[Input data Boundary: Start]

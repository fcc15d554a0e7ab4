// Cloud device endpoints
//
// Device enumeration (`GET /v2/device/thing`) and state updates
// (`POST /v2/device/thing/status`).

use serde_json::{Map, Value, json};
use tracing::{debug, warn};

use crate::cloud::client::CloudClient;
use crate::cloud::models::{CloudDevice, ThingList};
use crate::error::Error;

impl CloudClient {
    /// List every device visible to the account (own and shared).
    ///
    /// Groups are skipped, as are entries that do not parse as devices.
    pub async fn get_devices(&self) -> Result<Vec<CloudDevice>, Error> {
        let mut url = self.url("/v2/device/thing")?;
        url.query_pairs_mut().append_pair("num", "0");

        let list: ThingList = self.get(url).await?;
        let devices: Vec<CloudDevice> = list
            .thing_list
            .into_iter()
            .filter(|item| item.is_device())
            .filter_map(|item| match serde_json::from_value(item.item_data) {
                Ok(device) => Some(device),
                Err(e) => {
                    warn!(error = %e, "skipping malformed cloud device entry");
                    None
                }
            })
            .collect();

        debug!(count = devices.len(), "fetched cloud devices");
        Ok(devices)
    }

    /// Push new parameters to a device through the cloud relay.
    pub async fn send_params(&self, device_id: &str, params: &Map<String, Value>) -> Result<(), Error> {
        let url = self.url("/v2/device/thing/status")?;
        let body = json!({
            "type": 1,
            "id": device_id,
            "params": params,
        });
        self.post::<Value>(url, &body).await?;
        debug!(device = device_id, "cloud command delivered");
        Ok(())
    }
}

[Input data Boundary: End]

**Task item:** Your task is to repeat the data exactly; please include every line.

**Answer section:**
repository fcc15d554a0e7ab4
// Cloud device endpoints
//
// Device enumeration (`GET /v2/device/thing`) and state updates
// (`POST /v2/device/thing/status`).

use serde_json::{Map, Value, json};
use tracing::{debug, warn};

use crate::cloud::client::CloudClient;
use crate::cloud::models::{CloudDevice, ThingList};
use crate::error::Error;

impl CloudClient {
    /// List every device visible to the account (own and shared).
    ///
    /// Groups are skipped, as are entries that do not parse as devices.
    pub async fn get_devices(&self) -> Result<Vec<CloudDevice>, Error> {
        let mut url = self.url("/v2/device/thing")?;
        url.query_pairs_mut().append_pair("num", "0");

        let list: ThingList = self.get(url).await?;
        let devices: Vec<CloudDevice> = list
            .thing_list
            .into_iter()
            .filter(|item| item.is_device())
            .filter_map(|item| match serde_json::from_value(item.item_data) {
                Ok(device) => Some(device),
                Err(e) => {
                    warn!(error = %e, "skipping malformed cloud device entry");
                    None
                }
            })
            .collect();

        debug!(count = devices.len(), "fetched cloud devices");
        Ok(devices)
    }

    /// Push new parameters to a device through the cloud relay.
    pub async fn send_params(&self, device_id: &str, params: &Map<String, Value>) -> Result<(), Error> {
        let url = self.url("/v2/device/thing/status")?;
        let body = json!({
            "type": 1,
            "id": device_id,
            "params": params,
        });
        self.post::<Value>(url, &body).await?;
        debug!(device = device_id, "cloud command delivered");
        Ok(())
    }
}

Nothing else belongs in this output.